2. “Murder Mysteries” by Neil Gaiman, from Smoke And Mirrors (originally published in Midnight Graffiti)
As an atheist, it says something that this is one of my favorites. An angel tells a man the story of the first murder in heaven. It’s beautiful and sad. The story was made into a graphic novel (which I own, but, have yet to read…).
3. “Early Sunday Morning” by Isaac Asimov, from Tales Of The Black Widowers (originally published in Ellery Queen’s Mystery Magazine as “The Biological Clock”)
As famous as Mr. Asimov was for his science-fiction works, it’s his mysteries that I really enjoy. The Black Widowers are a group of men who meet monthly at a local restaurant, and as of late, have had guests with quandaries. In “Early Sunday Morning”, having no guest that night, the members try to stir up a mystery to solve. One member, Mario Gonzalo, tells them of his murdered twin sister. It’s amazing and compelling.
4. “Alien Promises” by Janni Lee Simner, from Bruce Coville’s Book Of Aliens II
As someone who considers herself a geek/nerd/reader/etc., I know the importance of wanting to belong, and the feeling when you don’t. Courtney doesn’t have any friends, and yearns to be with those from beyond the stars. When she makes a promise to the class bully, she has no idea how much she’ll belong one day. It’s touching and uplifting.

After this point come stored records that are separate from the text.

//! File-per-vault persistence.
//!
//! Saving is serialize -> encrypt -> write: the plaintext document never
//! touches disk, only the encryption envelope does.  The destination
//! file is named deterministically from the vault's name
//! (`<name>.json`), so two vaults with the same name cannot collide; a
//! save simply overwrites.
//!
//! The directory is treated as exclusively owned by one running process;
//! there is no file locking, and concurrent writers are out of scope.

use std::fs;
use std::io::ErrorKind;
use std::path::{Path, PathBuf};

use zeroize::Zeroizing;

use crate::crypto::{decrypt, encrypt, EncryptedBlob};
use crate::errors::{PassVaultError, Result};
use crate::vault::{document, CryptoParams, Vault};

/// Manages saving and loading vaults in a single directory.
pub struct Storage {
    vaults_dir: PathBuf,
}

impl Storage {
    /// Open a storage directory, creating it if it does not exist.
    pub fn new(directory: impl Into<PathBuf>) -> Result<Self> {
        let vaults_dir = directory.into();
        if !vaults_dir.exists() {
            fs::create_dir_all(&vaults_dir)?;
        }
        Ok(Self { vaults_dir })
    }

    /// The directory vault files live in.
    pub fn vaults_dir(&self) -> &Path {
        &self.vaults_dir
    }

    /// Full path of the file backing the named vault.
    fn vault_path(&self, name: &str) -> PathBuf {
        self.vaults_dir.join(format!("{name}.json"))
    }

    // ------------------------------------------------------------------
    // Save / load
    // ------------------------------------------------------------------

    /// Serialize, encrypt, and write a vault **atomically**.
    ///
    /// Encryption reuses the vault's own parameters (salt, KDF,
    /// iteration count), so re-saving keeps the established salt while
    /// the nonce is fresh on every call.  The envelope is written to a
    /// temp file in the same directory and renamed over the target, so
    /// readers never see a half-written file.
    pub fn save_vault(&self, vault: &Vault, password: &[u8]) -> Result<()> {
        let plaintext = Zeroizing::new(document::to_json(vault)?);

        let params = vault.crypto();
        let blob = encrypt(
            plaintext.as_bytes(),
            password,
            &params.algorithm,
            &params.kdf,
            &params.salt,
            params.kdf_iterations,
        )?;

        let envelope = serde_json::to_string_pretty(&blob)
            .map_err(|e| PassVaultError::Validation(format!("serialize envelope: {e}")))?;

        let path = self.vault_path(vault.name());
        let tmp_path = self.vaults_dir.join(format!(".{}.tmp", vault.name()));

        fs::write(&tmp_path, envelope)?;
        fs::rename(&tmp_path, &path)?;

        Ok(())
    }

    /// Read, decrypt, and rebuild the named vault.
    ///
    /// The envelope's algorithm, KDF, iteration count, and salt are
    /// copied back onto the reconstructed vault so a subsequent save
    /// reuses the same parameters.
    pub fn load_vault(&self, name: &str, password: &[u8]) -> Result<Vault> {
        let path = self.vault_path(name);
        if !path.exists() {
            return Err(PassVaultError::NotFound(format!("vault '{name}'")));
        }

        let data = fs::read_to_string(&path)?;

        // Envelope syntax errors (bad JSON, missing keys, bad base64)
        // are parse failures; they say nothing about the password.
        let blob: EncryptedBlob =
            serde_json::from_str(&data).map_err(|e| PassVaultError::Parse(e.to_string()))?;

        let plaintext = decrypt(&blob, password)?;
        let text = std::str::from_utf8(&plaintext)
            .map_err(|_| PassVaultError::Validation("vault document is not valid UTF-8".into()))?;

        let mut vault = document::from_json(text)?;
        vault.set_crypto(CryptoParams {
            algorithm: blob.algorithm,
            kdf: blob.kdf,
            kdf_iterations: blob.kdf_iterations,
            salt: blob.salt,
        });

        Ok(vault)
    }

    // ------------------------------------------------------------------
    // Directory helpers
    // ------------------------------------------------------------------

    /// Returns `true` if a file backing the named vault exists.
    pub fn vault_exists(&self, name: &str) -> bool {
        self.vault_path(name).exists()
    }

    /// Remove the named vault's file.  Returns whether a file was
    /// actually removed; a missing file is not an error here.
    pub fn delete_vault(&self, name: &str) -> Result<bool> {
        match fs::remove_file(self.vault_path(name)) {
            Ok(()) => Ok(true),
            Err(e) if e.kind() == ErrorKind::NotFound => Ok(false),
            Err(e) => Err(e.into()),
        }
    }

    /// Names of all vaults in the directory, sorted.
    ///
    /// Only regular files matching the `<name>.json` convention are
    /// reported; unrelated files are ignored.
    pub fn list_vault_names(&self) -> Result<Vec<String>> {
        let mut names = Vec::new();

        for dir_entry in fs::read_dir(&self.vaults_dir)? {
            let dir_entry = dir_entry?;
            if !dir_entry.file_type()?.is_file() {
                continue;
            }

            let path = dir_entry.path();
            if path.extension().and_then(|e| e.to_str()) != Some("json") {
                continue;
            }

            if let Some(stem) = path.file_stem().and_then(|s| s.to_str()) {
                if !stem.is_empty() {
                    names.push(stem.to_string());
                }
            }
        }

        names.sort();
        Ok(names)
    }

    /// Rename a vault, moving its backing file.
    ///
    /// Loads with the password (so the rename is authenticated), saves
    /// under the new name, and removes the old file.  Fails with
    /// `DuplicateName` if the target name is already taken.
    pub fn rename_vault(&self, old_name: &str, new_name: &str, password: &[u8]) -> Result<()> {
        if old_name == new_name {
            return Ok(());
        }
        if self.vault_exists(new_name) {
            return Err(PassVaultError::DuplicateName(format!(
                "vault '{new_name}'"
            )));
        }

        let mut vault = self.load_vault(old_name, password)?;
        vault.rename(new_name);
        self.save_vault(&vault, password)?;
        self.delete_vault(old_name)?;

        Ok(())
    }
}

/// Platform default vaults directory: `<data_dir>/passvault/vaults`.
///
/// Resolves to `~/.local/share` (XDG), `~/Library/Application Support`,
/// or `%LOCALAPPDATA%` depending on the platform.
pub fn default_vaults_dir() -> Result<PathBuf> {
    let data_dir = dirs::data_dir().ok_or_else(|| {
        PassVaultError::CommandFailed("could not determine the platform data directory".into())
    })?;
    Ok(data_dir.join("passvault").join("vaults"))
}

I do know what it’s like to belong to something: Fake Moon Chat, the anime community, Trivia. It’s a great feeling J
5. “Snow, Glass, Apples” by Neil Gaiman, from Smoke And Mirrors (originally published in Love In Vein II)
As Mr. Gaiman says himself in the Introduction, “I like to think of this story as a virus. Once you’ve read it, you may never be able to read the original story in the same way again.” This is very true. It is the story of Snow White, but not as you know it. The Queen herself tells the tale, wherein Snow White is the evil one. It’s gripping and unsettling. Kudos to Neil Gaiman for making a fairy tale creepy ;)
6. “Windwood Rose” by Janni Lee Simner, from Bruce Coville’s Book Of Magic
While Miranda Windwood Rose has a beautiful name, she knows it carries magic. And sometimes, magic is a heavy burden. It’s haunting and well-told. (It should be apparent by now that Ms. Simner is awesome.)
7. “October In The Chair” by Neil Gaiman, from Fragile Things: Short Fictions And Wonders
A story within a story that begs the question, “And then what happened?” The months of the year are personified, and it’s October’s turn to host their monthly meeting. It’s funny and interesting.
8. “Amanda’s Room” by Janni Lee Simner, from Bruce Coville’s Book of Nightmares II
Brenda and her sister, Amanda, were always fighting. Now, Amanda is gone, but she isn’t too happy about Brenda being in her room…among other things. It’s unique and heart-breaking.
9. “One Chance” by Charles de Lint, from Bruce Coville’s Book Of Spine Tinglers (originally published in Werewolves)
It has been ages since I’ve read this story (the book is misplaced), but I still know how good it is. Susanna and Billy are friends who don’t have it easy. Susanna gets picked on by kids at school, and Billy is abused by his father. So, when they get the chance to escape from it all, will they? It’s emotional and spellbinding.
10. “In Our Hands” by Bruce Coville, from Bruce Coville’s Alien Visitors
Written in journal form, this story tells of aliens who come to Earth offering our species solutions to ending war, hunger, and poverty. However, the price is not to be taken lightly, and it’s up to the people to decide. It’s poignant and thought-provoking.
I have many more stories and collections to read, and perhaps soon I will have more favorites.